English designer of textiles

Dorothy Larcher (1884–1952) was an English designer of textiles, known for the printing workshops she shared with Phyllis Barron in Hampstead (1923–1930) and Painswick, Gloucestershire (1930–1940).

==Early life and education==
Dorothy Larcher was born in St. Pancras, London, the daughter of William Gustavus Francis Larcher and Eliza Arkell Larcher. She attended Hornsey School of Art, where she would later teach. She learned about block printing textiles while traveling in India as a paid companion and assistant to British artist Christiana Herringham.

==Career==
Larcher joined Phyllis Barron in a textile workshop in Parkhill Road, Hampstead, in 1923. From 1925 to 1927, Enid Marx was their apprentice. They produced custom-printed fabrics on commission, for decorators and fashion designers. Larcher's designs tended to be more organic than Barron's geometric prints. Their works were featured in a show called "Handmade Textiles and Pots" at Heal's Mansard Gallery in London.

The couple moved their workshop to Hambutts House, Painswick in Gloucestershire in 1930. An outbuilding at their new location became a workshop with a large vat for indigo. The gardens were used to grow plants valuable to their work, either for dye-making or for visual inspiration. The workshop closed around 1940, in the face of wartime shortages. Among their major commissions they provided hand-printed linen for the interior furnishings, including upholstery and curtains, of a new wing at Girton College, Cambridge in 1932, and curtains for the choir stalls at Winchester Cathedral. Larcher was a member of the Red Rose Guild.

After their workshop days, Larcher painted nearly 40 floral studies. Their textiles toured museums in the United States during World War II, as part of a larger exhibition by the British Council on contemporary British craftsmanship.

==Personal life==
Phyllis Barron lived and worked with her partner Dorothy Larcher for almost thirty years, until Larcher's death in 1952. They decorated their home with their own fabrics, and wore printed dresses of their own design.
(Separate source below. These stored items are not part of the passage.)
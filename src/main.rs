use std::process;

use rankell::lexer::Token;
use rankell::parser::{ParseState, parse};
use rankell::types::type_check;

const INPUT: &str = r"
let id = \x => x in
let twice = \(f: forall a. a -> a) => \x => f(f(x)) in
if true then twice(id)([1, 2 + 3]) else [] ++ [4]
";

fn main() -> anyhow::Result<()> {
    let tokens = Token::lex(INPUT)?;
    let mut state = ParseState::new(tokens);

    let program = match parse(&mut state) {
        Ok(program) => program,
        Err(e) => {
            println!("{e}");
            process::exit(-1);
        }
    };

    println!("program:     {program}");

    match type_check(&program) {
        Ok((term, ty)) => {
            println!("elaboration: {term}");
            println!("type:        {ty}");
        }
        Err(e) => {
            println!("{e}");
            process::exit(-1);
        }
    }

    Ok(())
}
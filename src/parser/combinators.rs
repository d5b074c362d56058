use std::ops::{Add, BitOr, Mul, Shr, Sub};
use std::rc::Rc;

use crate::lexer::Token;

use super::state::{ParseError, ParseResult, ParseState, Parser};

// === Boxed Parser for type erasure ===

pub struct BoxedParser<T> {
    parser: Rc<dyn Fn(&mut ParseState) -> ParseResult<T>>,
}

impl<T> Clone for BoxedParser<T> {
    fn clone(&self) -> Self {
        BoxedParser {
            parser: Rc::clone(&self.parser),
        }
    }
}

impl<T: 'static> BoxedParser<T> {
    pub fn new<P: Parser<T> + 'static>(parser: P) -> Self {
        BoxedParser {
            parser: Rc::new(move |state| parser.parse(state)),
        }
    }
}

impl<T> Parser<T> for BoxedParser<T> {
    fn parse(&self, state: &mut ParseState) -> ParseResult<T> {
        (self.parser)(state)
    }
}

// === Combinators as methods ===

impl<T: 'static> BoxedParser<T> {
    /// Sequence: parse self then other, return (T, U)
    pub fn seq<U: 'static>(self, other: BoxedParser<U>) -> BoxedParser<(T, U)> {
        BoxedParser::new(move |state: &mut ParseState| {
            let a = self.parse(state)?;
            let b = other.parse(state)?;
            Ok((a, b))
        })
    }

    /// Keep left: parse self then other, discard other's result
    pub fn skip<U: 'static>(self, other: BoxedParser<U>) -> BoxedParser<T> {
        BoxedParser::new(move |state: &mut ParseState| {
            let a = self.parse(state)?;
            let _ = other.parse(state)?;
            Ok(a)
        })
    }

    /// Keep right: parse self then other, discard self's result
    pub fn skip_left<U: 'static>(self, other: BoxedParser<U>) -> BoxedParser<U> {
        BoxedParser::new(move |state: &mut ParseState| {
            let _ = self.parse(state)?;
            other.parse(state)
        })
    }

    /// Map: transform result
    pub fn map<U: 'static, F: Fn(T) -> U + 'static>(self, f: F) -> BoxedParser<U> {
        BoxedParser::new(move |state: &mut ParseState| {
            let a = self.parse(state)?;
            Ok(f(a))
        })
    }

    /// Choice: try self, if fails try other
    pub fn or(self, other: BoxedParser<T>) -> BoxedParser<T> {
        BoxedParser::new(move |state: &mut ParseState| {
            let pos = state.position();
            match self.parse(state) {
                Ok(a) => Ok(a),
                Err(_) => {
                    state.restore(pos);
                    other.parse(state)
                }
            }
        })
    }
}

// === Operator Overloading ===

/// `+` for sequence: A + B -> (A, B)
impl<T: 'static, U: 'static> Add<BoxedParser<U>> for BoxedParser<T> {
    type Output = BoxedParser<(T, U)>;

    fn add(self, rhs: BoxedParser<U>) -> Self::Output {
        self.seq(rhs)
    }
}

/// `-` for keep left: A - B -> A (parse B, discard result)
impl<T: 'static, U: 'static> Sub<BoxedParser<U>> for BoxedParser<T> {
    type Output = BoxedParser<T>;

    fn sub(self, rhs: BoxedParser<U>) -> Self::Output {
        self.skip(rhs)
    }
}

/// `*` for keep right: A * B -> B (parse A, discard result)
impl<T: 'static, U: 'static> Mul<BoxedParser<U>> for BoxedParser<T> {
    type Output = BoxedParser<U>;

    fn mul(self, rhs: BoxedParser<U>) -> Self::Output {
        self.skip_left(rhs)
    }
}

/// `|` for choice: A | B -> A or B
impl<T: 'static> BitOr<BoxedParser<T>> for BoxedParser<T> {
    type Output = BoxedParser<T>;

    fn bitor(self, rhs: BoxedParser<T>) -> Self::Output {
        self.or(rhs)
    }
}

/// `>>` for map: A >> fn -> B
impl<T: 'static, U: 'static, F: Fn(T) -> U + 'static> Shr<F> for BoxedParser<T> {
    type Output = BoxedParser<U>;

    fn shr(self, f: F) -> Self::Output {
        self.map(f)
    }
}

// === Primitive Parsers ===

/// Parse one token matching the predicate; `description` feeds the
/// expected-set of the diagnostic.
pub fn token<F: Fn(&Token) -> bool + 'static>(
    description: &'static str,
    predicate: F,
) -> BoxedParser<Token> {
    BoxedParser::new(move |state: &mut ParseState| match state.peek() {
        Some(tok) if predicate(tok) => Ok(state.advance().unwrap()),
        Some(tok) => {
            let err = ParseError::new("unexpected token")
                .expected(description)
                .found(tok.describe())
                .at(tok.pos());
            state.record_error(err.clone());
            Err(err)
        }
        None => {
            let err = ParseError::new("unexpected end of input").expected(description);
            state.record_error(err.clone());
            Err(err)
        }
    })
}

pub fn expect_let() -> BoxedParser<Token> {
    token("'let'", |t| matches!(t, Token::Let(_)))
}

pub fn expect_in() -> BoxedParser<Token> {
    token("'in'", |t| matches!(t, Token::In(_)))
}

pub fn expect_if() -> BoxedParser<Token> {
    token("'if'", |t| matches!(t, Token::If(_)))
}

pub fn expect_then() -> BoxedParser<Token> {
    token("'then'", |t| matches!(t, Token::Then(_)))
}

pub fn expect_else() -> BoxedParser<Token> {
    token("'else'", |t| matches!(t, Token::Else(_)))
}

pub fn expect_forall() -> BoxedParser<Token> {
    token("'forall'", |t| matches!(t, Token::Forall(_)))
}

pub fn expect_backslash() -> BoxedParser<Token> {
    token("'\\'", |t| matches!(t, Token::Backslash(_)))
}

pub fn expect_fat_arrow() -> BoxedParser<Token> {
    token("'=>'", |t| matches!(t, Token::FatArrow(_)))
}

pub fn expect_arrow() -> BoxedParser<Token> {
    token("'->'", |t| matches!(t, Token::Arrow(_)))
}

pub fn expect_equals() -> BoxedParser<Token> {
    token("'='", |t| matches!(t, Token::Equals(_)))
}

pub fn expect_colon() -> BoxedParser<Token> {
    token("':'", |t| matches!(t, Token::Colon(_)))
}

pub fn expect_dot() -> BoxedParser<Token> {
    token("'.'", |t| matches!(t, Token::Dot(_)))
}

pub fn expect_comma() -> BoxedParser<Token> {
    token("','", |t| matches!(t, Token::Comma(_)))
}

pub fn expect_lparen() -> BoxedParser<Token> {
    token("'('", |t| matches!(t, Token::LParen(_)))
}

pub fn expect_rparen() -> BoxedParser<Token> {
    token("')'", |t| matches!(t, Token::RParen(_)))
}

pub fn expect_lbracket() -> BoxedParser<Token> {
    token("'['", |t| matches!(t, Token::LBracket(_)))
}

pub fn expect_rbracket() -> BoxedParser<Token> {
    token("']'", |t| matches!(t, Token::RBracket(_)))
}

/// Parse zero or more occurrences
pub fn many<T: 'static>(parser: BoxedParser<T>) -> BoxedParser<Vec<T>> {
    BoxedParser::new(move |state: &mut ParseState| {
        let mut results = Vec::new();
        loop {
            let pos = state.position();
            match parser.parse(state) {
                Ok(item) => results.push(item),
                Err(_) => {
                    state.restore(pos);
                    break;
                }
            }
        }
        Ok(results)
    })
}

/// Parse one or more occurrences
pub fn many1<T: 'static>(parser: BoxedParser<T>) -> BoxedParser<Vec<T>> {
    BoxedParser::new(move |state: &mut ParseState| {
        let first = parser.parse(state)?;
        let mut results = vec![first];
        loop {
            let pos = state.position();
            match parser.parse(state) {
                Ok(item) => results.push(item),
                Err(_) => {
                    state.restore(pos);
                    break;
                }
            }
        }
        Ok(results)
    })
}

/// Optional: parse zero or one
pub fn optional<T: 'static>(parser: BoxedParser<T>) -> BoxedParser<Option<T>> {
    BoxedParser::new(move |state: &mut ParseState| {
        let pos = state.position();
        match parser.parse(state) {
            Ok(item) => Ok(Some(item)),
            Err(_) => {
                state.restore(pos);
                Ok(None)
            }
        }
    })
}
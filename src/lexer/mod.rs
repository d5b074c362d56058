use lachs::Span;

#[lachs::token]
pub enum Token {
    #[terminal("let")]
    Let,
    #[terminal("in")]
    In,
    #[terminal("if")]
    If,
    #[terminal("then")]
    Then,
    #[terminal("else")]
    Else,
    #[terminal("true")]
    True,
    #[terminal("false")]
    False,
    #[terminal("forall")]
    Forall,
    #[literal("[a-zA-Z][a-zA-Z0-9_]*")]
    Ident,
    #[literal("[0-9]+")]
    Integer,
    #[terminal("\\")]
    Backslash,
    #[terminal("=>")]
    FatArrow,
    #[terminal("->")]
    Arrow,
    #[terminal("=")]
    Equals,
    #[terminal(":")]
    Colon,
    #[terminal(".")]
    Dot,
    #[terminal(",")]
    Comma,
    #[terminal("(")]
    LParen,
    #[terminal(")")]
    RParen,
    #[terminal("[")]
    LBracket,
    #[terminal("]")]
    RBracket,
    #[terminal("+")]
    Plus,
    #[terminal("-")]
    Minus,
    #[terminal("*")]
    Star,
    #[terminal("/")]
    Slash,
    #[terminal("++")]
    PlusPlus,
}

impl Token {
    pub fn pos(&self) -> Span {
        match self {
            Token::Let(inner) => inner.position.clone(),
            Token::In(inner) => inner.position.clone(),
            Token::If(inner) => inner.position.clone(),
            Token::Then(inner) => inner.position.clone(),
            Token::Else(inner) => inner.position.clone(),
            Token::True(inner) => inner.position.clone(),
            Token::False(inner) => inner.position.clone(),
            Token::Forall(inner) => inner.position.clone(),
            Token::Ident(inner) => inner.position.clone(),
            Token::Integer(inner) => inner.position.clone(),
            Token::Backslash(inner) => inner.position.clone(),
            Token::FatArrow(inner) => inner.position.clone(),
            Token::Arrow(inner) => inner.position.clone(),
            Token::Equals(inner) => inner.position.clone(),
            Token::Colon(inner) => inner.position.clone(),
            Token::Dot(inner) => inner.position.clone(),
            Token::Comma(inner) => inner.position.clone(),
            Token::LParen(inner) => inner.position.clone(),
            Token::RParen(inner) => inner.position.clone(),
            Token::LBracket(inner) => inner.position.clone(),
            Token::RBracket(inner) => inner.position.clone(),
            Token::Plus(inner) => inner.position.clone(),
            Token::Minus(inner) => inner.position.clone(),
            Token::Star(inner) => inner.position.clone(),
            Token::Slash(inner) => inner.position.clone(),
            Token::PlusPlus(inner) => inner.position.clone(),
        }
    }

    /// Returns a human-readable description of the token
    pub fn describe(&self) -> String {
        match self {
            Token::Let(_) => "'let'".to_string(),
            Token::In(_) => "'in'".to_string(),
            Token::If(_) => "'if'".to_string(),
            Token::Then(_) => "'then'".to_string(),
            Token::Else(_) => "'else'".to_string(),
            Token::True(_) => "'true'".to_string(),
            Token::False(_) => "'false'".to_string(),
            Token::Forall(_) => "'forall'".to_string(),
            Token::Ident(inner) => format!("identifier '{}'", inner.value),
            Token::Integer(inner) => format!("integer '{}'", inner.value),
            Token::Backslash(_) => "'\\'".to_string(),
            Token::FatArrow(_) => "'=>'".to_string(),
            Token::Arrow(_) => "'->'".to_string(),
            Token::Equals(_) => "'='".to_string(),
            Token::Colon(_) => "':'".to_string(),
            Token::Dot(_) => "'.'".to_string(),
            Token::Comma(_) => "','".to_string(),
            Token::LParen(_) => "'('".to_string(),
            Token::RParen(_) => "')'".to_string(),
            Token::LBracket(_) => "'['".to_string(),
            Token::RBracket(_) => "']'".to_string(),
            Token::Plus(_) => "'+'".to_string(),
            Token::Minus(_) => "'-'".to_string(),
            Token::Star(_) => "'*'".to_string(),
            Token::Slash(_) => "'/'".to_string(),
            Token::PlusPlus(_) => "'++'".to_string(),
        }
    }
}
Phyllis Barron died in 1964, age 74. She left her collections of printing blocks and samples to her friend, artist Robin Tanner. Tanner, in time, donated them to the Crafts Study Centre, then in Bath, now housed at University for the Creative Arts in Surrey.

In 1966, a memorial exhibition of Barron and Larcher's works was held at the Royal West of England Academy. Fabrics printed by Barron and Larcher are in the collections at the Victoria and Albert Museum, the Whitworth Art Gallery in Manchester, the Crafts Study Centre in Farnham among other institutions.

Dorothy Larcher died in 1952, at a nursing home in Stroud. She had lived and worked in partnership with Phyllis Barron for almost thirty years. After Barron's death, their samples and collections were passed down to artist Robin Tanner; they are now held at the Crafts Study Centre at the University for the Creative Arts in Surrey.